A good substitute would be a Savage Model 99 in .308 Win.


----------



## Cabin Fever (May 10, 2002)

Why a lever action? You'd have many more .30-06's to select from in bolt action or semi.


----------



## Farmerwilly2 (Oct 14, 2006)

I like the lever action. No more reason than that really. They just feel real comfortable on the stand and going through brush. I'm trying to consolidate to just a few calibers, clear out the .30-30, 16 ga. and the 7mm.


----------



## Cornhusker (Mar 20, 2003)

I've never seen a lever action 30-06.
The 30-06 ammo I buy is normally pointy on one end, and most lever action loads are round nosed to keep a pointy bullet from running into the primer ahead of it during recoil or whatever.
I have seen some new lever guns that use the plastic pointed bullets, so maybe they are making a 30-06 in that configuration?


----------



## Pops2 (Jan 27, 2003)

the BLR has a detachable box magazine so pointy rounds don't matter.


----------



## diamondtim (Jun 10, 2005)

Wis Bang said:


> A good substitute would be a Savage Model 99 in .308 Win.


Unless you found the deal of the decade, you'll be spending the same $ for the Savage 99 as you would for the Browning. They are very desirable in the used market. Could be the same situation for a Winchester 88.


----------



## Guest (Jul 16, 2009)

Farmerwilly2 said:


> I like the lever action. No more reason than that really.



I own a variety of guns and my favorite is my Rossi M92 lever action rifle.:goodjob:


----------



## denaliguide (Aug 30, 2008)

they are very finicky about reloads, best with factory ammo mostly.

Sav 99's, at least the 4 I owned, required SMALL BASE Reloading dies to reliably chamber reloaded rounds, which left shooting a lot of factory ammo.

If your not a reloader, it dont matter.


DG



Wis Bang said:


> A good substitute would be a Savage Model 99 in .308 Win.


----------



## Murray in ME (May 10, 2002)

Cornhusker said:


> I've never seen a lever action 30-06.
> The 30-06 ammo I buy is normally pointy on one end, and most lever action loads are round nosed to keep a pointy bullet from running into the primer ahead of it during recoil or whatever.
> I have seen some new lever guns that use the plastic pointed bullets, so maybe they are making a 30-06 in that configuration?

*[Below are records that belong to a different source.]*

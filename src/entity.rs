//! Wikidata entity identification and entity-type classification.
//!
//! Classification is a pure lookup: the caller fetches the "instance of"
//! labels for an item (see the `get_instance` query template) and hands the
//! results here. Types without a field registry come back as
//! [`DisplayError::UnsupportedEntityType`].

use crate::error::{DisplayError, Result};
use crate::sparql::{SparqlResults, TypedBinding};
use once_cell::sync::Lazy;
use regex::Regex;
use serde::{Deserialize, Serialize};
use std::fmt;
use strum::{Display, EnumIter, EnumString, IntoStaticStr};

static ENTITY_ID_PATTERN: Lazy<Regex> =
    Lazy::new(|| Regex::new(r"Q[0-9]+").expect("entity id pattern is valid"));

/// Variable holding the instance label in `get_instance` results
pub const INSTANCE_LABEL_VAR: &str = "label";

/// A Wikidata item id such as `Q42`
#[derive(Debug, Clone, PartialEq, Eq, Hash, Serialize, Deserialize)]
pub struct EntityId(String);

impl EntityId {
    /// Pull the first `Q<digits>` out of an entity URI or page URL
    pub fn from_uri(uri: &str) -> Result<Self> {
        ENTITY_ID_PATTERN
            .find(uri)
            .map(|m| Self(m.as_str().to_string()))
            .ok_or_else(|| DisplayError::InvalidEntityUri(uri.to_string()))
    }

    /// Accept a bare item id such as `Q42`
    pub fn parse(id: &str) -> Result<Self> {
        let id = id.trim();
        match ENTITY_ID_PATTERN.find(id) {
            Some(m) if m.start() == 0 && m.end() == id.len() => Ok(Self(id.to_string())),
            _ => Err(DisplayError::InvalidEntityId(id.to_string())),
        }
    }

    pub fn as_str(&self) -> &str {
        &self.0
    }

    /// Canonical concept URI
    pub fn entity_uri(&self) -> String {
        format!("http://www.wikidata.org/entity/{}", self.0)
    }
}

impl fmt::Display for EntityId {
    fn fmt(&self, f: &mut fmt::Formatter<'_>) -> fmt::Result {
        f.write_str(&self.0)
    }
}

/// Entity types that have a field registry
#[derive(
    Debug,
    Clone,
    Copy,
    PartialEq,
    Eq,
    Hash,
    Serialize,
    Deserialize,
    Display,
    EnumString,
    EnumIter,
    IntoStaticStr,
)]
#[serde(rename_all = "lowercase")]
#[strum(serialize_all = "lowercase", ascii_case_insensitive)]
pub enum EntityType {
    Person,
    Book,
    Country,
    Landmark,
}

impl EntityType {
    /// Map an English "instance of" label onto a supported type
    pub fn from_instance_label(label: &str) -> Result<Self> {
        let normalized = label.trim().to_lowercase();
        let entity_type = match normalized.as_str() {
            "human" | "person" | "fictional human" => EntityType::Person,
            "book" | "novel" | "literary work" | "written work" | "version, edition or translation"
            | "book series" | "novella" => EntityType::Book,
            "country" | "sovereign state" | "state" | "island nation" | "unitary state"
            | "federal state" => EntityType::Country,
            "landmark" | "tourist attraction" | "monument" | "tower" | "building" | "bridge"
            | "castle" | "museum" | "statue" | "archaeological site" | "world heritage site"
            | "observation tower" | "lattice tower" => EntityType::Landmark,
            _ => return Err(DisplayError::UnsupportedEntityType(label.to_string())),
        };
        Ok(entity_type)
    }

    /// Name of the query template that fetches this type's fields
    pub fn query_template(&self) -> &'static str {
        (*self).into()
    }
}

/// Classify an item from its `get_instance` results.
///
/// Rows are checked in order and the first supported label wins.
pub fn classify_instance_results(results: &SparqlResults) -> Result<EntityType> {
    let mut seen = Vec::new();
    for row in results.bindings() {
        let Some(label) = TypedBinding::new(row).get_value_opt(INSTANCE_LABEL_VAR) else {
            continue;
        };
        match EntityType::from_instance_label(label) {
            Ok(entity_type) => {
                tracing::debug!(%entity_type, label, "classified entity");
                return Ok(entity_type);
            }
            Err(_) => seen.push(label),
        }
    }

    let reason = if seen.is_empty() {
        "no instance labels in response".to_string()
    } else {
        seen.join(", ")
    };
    Err(DisplayError::UnsupportedEntityType(reason))
}

#[cfg(test)]
mod tests {
    use super::*;
    use crate::sparql::{BindingCell, RawBinding};
    use assert_matches::assert_matches;
    use std::str::FromStr;
    use strum::IntoEnumIterator;

    fn instance_results(labels: &[&str]) -> SparqlResults {
        let bindings = labels
            .iter()
            .map(|label| {
                let mut row = RawBinding::new();
                row.insert(
                    INSTANCE_LABEL_VAR.to_string(),
                    BindingCell::literal(*label).with_lang("en"),
                );
                row
            })
            .collect();
        SparqlResults::new(vec![INSTANCE_LABEL_VAR.to_string()], bindings)
    }

    #[test]
    fn test_entity_id_from_page_url() {
        let id = EntityId::from_uri("https://www.wikidata.org/wiki/Q43361").unwrap();
        assert_eq!(id.as_str(), "Q43361");
        assert_eq!(id.entity_uri(), "http://www.wikidata.org/entity/Q43361");
    }

    #[test]
    fn test_entity_id_from_entity_uri() {
        let id = EntityId::from_uri("http://www.wikidata.org/entity/Q41513").unwrap();
        assert_eq!(id.to_string(), "Q41513");
    }

    #[test]
    fn test_entity_id_rejects_uri_without_item() {
        assert_matches!(
            EntityId::from_uri("https://www.wikidata.org/wiki/Property:P31"),
            Err(DisplayError::InvalidEntityUri(_))
        );
    }

    #[test]
    fn test_entity_id_parse_bare_id() {
        assert_eq!(EntityId::parse("Q43361").unwrap().as_str(), "Q43361");
        assert_eq!(EntityId::parse(" Q1 ").unwrap().as_str(), "Q1");
        assert_matches!(EntityId::parse("P31"), Err(DisplayError::InvalidEntityId(_)));
        assert_matches!(EntityId::parse("Q42x"), Err(DisplayError::InvalidEntityId(_)));
        assert_matches!(
            EntityId::parse("https://www.wikidata.org/wiki/Q42"),
            Err(DisplayError::InvalidEntityId(_))
        );
    }

    #[test]
    fn test_entity_type_round_trips_through_strings() {
        for entity_type in EntityType::iter() {
            let name = entity_type.to_string();
            assert_eq!(EntityType::from_str(&name).unwrap(), entity_type);
            assert_eq!(entity_type.query_template(), name);
        }
        assert_eq!(EntityType::from_str("Country").unwrap(), EntityType::Country);
        assert!(EntityType::from_str("painting").is_err());
    }

    #[test]
    fn test_from_instance_label() {
        assert_eq!(EntityType::from_instance_label("human").unwrap(), EntityType::Person);
        assert_eq!(EntityType::from_instance_label("Literary Work").unwrap(), EntityType::Book);
        assert_eq!(
            EntityType::from_instance_label("sovereign state").unwrap(),
            EntityType::Country
        );
        assert_eq!(
            EntityType::from_instance_label("tourist attraction").unwrap(),
            EntityType::Landmark
        );
        assert_matches!(
            EntityType::from_instance_label("Wikimedia disambiguation page"),
            Err(DisplayError::UnsupportedEntityType(label)) if label == "Wikimedia disambiguation page"
        );
    }

    #[test]
    fn test_classify_first_supported_label_wins() {
        let results = instance_results(&["fictional character", "human", "book"]);
        assert_eq!(classify_instance_results(&results).unwrap(), EntityType::Person);
    }

    #[test]
    fn test_classify_unsupported_lists_labels() {
        let results = instance_results(&["painting", "work of art"]);
        assert_matches!(
            classify_instance_results(&results),
            Err(DisplayError::UnsupportedEntityType(reason)) if reason == "painting, work of art"
        );
    }

    #[test]
    fn test_classify_empty_results() {
        let results = instance_results(&[]);
        assert_matches!(
            classify_instance_results(&results),
            Err(DisplayError::UnsupportedEntityType(_))
        );
    }
}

That's probably because there have only been a couple of different ones made.

No need for soft tipped bullets. As Pops2 mentioned, the BLR has a detachable box mag. The Winchester has a fixed box magazine.


----------



## Cabin Fever (May 10, 2002)

Farmerwilly2 said:


> ... I'm trying to consolidate to just a few calibers....

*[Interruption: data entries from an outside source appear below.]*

//! SPARQL result handling
//!
//! - JSON results model that keeps each row's field order
//! - Typed access to individual binding rows
//! - Query templates with `$0` substitution

pub mod query_template;
pub mod results;
pub mod typed_binding;

pub use query_template::{QueryTemplates, read_sparql};
pub use results::{BindingCell, RawBinding, ResultsBody, ResultsHead, SparqlResults, TermKind};
pub use typed_binding::{BindingError, TypedBinding};
use anyhow::Context;
use clap::Parser;
use serde::Serialize;
use std::io::{self, Write};
use wikidata_display::{
    AppConfig, CliArgs, Command, EntityId, LoggingConfig, classify_instance_results,
    config::resolve_entity_id, format_entity, init_logging, load_results, load_templates,
    logging::command_span,
};

fn main() -> anyhow::Result<()> {
    let logging_config = LoggingConfig::from_env();
    let _guard = init_logging(logging_config)?;

    let cli = CliArgs::parse();
    let config = AppConfig::from_args(cli)?;

    // Fail fast on bad configuration
    config.validate()?;

    run(config)
}

fn run(config: AppConfig) -> anyhow::Result<()> {
    match &config.command {
        Command::Format { entity_type, input } => {
            let _span = command_span("format").entered();
            let results = load_results(input.as_deref()).context("failed to read SPARQL results")?;
            let document = format_entity(*entity_type, &results)
                .with_context(|| format!("failed to format {entity_type} results"))?;
            tracing::info!(
                %entity_type,
                title = %document.title,
                labels = document.entries.len(),
                "formatted entity"
            );
            write_json(&document, config.pretty)
        }
        Command::Classify { input, uri } => {
            let _span = command_span("classify").entered();
            let results = load_results(input.as_deref()).context("failed to read SPARQL results")?;
            let entity_type = classify_instance_results(&results)?;
            let id = uri.as_deref().map(EntityId::from_uri).transpose()?;
            write_json(
                &serde_json::json!({ "id": id, "entity_type": entity_type }),
                config.pretty,
            )
        }
        Command::Query { template, uri, id } => {
            let _span = command_span("query").entered();
            let id = resolve_entity_id(uri.as_deref(), id.as_deref())?;
            let templates = load_templates(config.templates_dir.as_deref())
                .context("failed to load query templates")?;
            let query = templates.render(template, id.as_str())?;
            let mut stdout = io::stdout().lock();
            stdout.write_all(query.as_bytes())?;
            stdout.flush()?;
            Ok(())
        }
    }
}

fn write_json<T: Serialize>(value: &T, pretty: bool) -> anyhow::Result<()> {
    let mut stdout = io::stdout().lock();
    if pretty {
        serde_json::to_writer_pretty(&mut stdout, value)?;
    } else {
        serde_json::to_writer(&mut stdout, value)?;
    }
    writeln!(stdout)?;
    Ok(())
}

I hear ya! All of our pistols and revolvers use only one caliber...45acp


----------



## Wis Bang (Feb 20, 2009)

diamondtim said:


> Unless you found the deal of the decade, you'll be spending the same $ for the Savage 99 as you would for the Browning. They are very desirable in the used market. Could be the same situation for a Winchester 88.


Nothing against the Browning but I used to have a Mod 99 in 300Savage & I'm so sorry that I traded it on my 30-06 Rem 700 ADL 30 yrs ago...My cousin still uses his in .308 and the rotary mag allows pointed ammo. He kills alot of deer w/ his.

When I was young carrying a cutdown 1915 8mm Mauser, PA deer hunters carried three rifles. Winchester lever actions on 30-30; Mod 99 in 300Savage & Marlin levers in .35Win...

By the time I got out of college bolt actions had taken over & I allowed myself to be roped into that craze.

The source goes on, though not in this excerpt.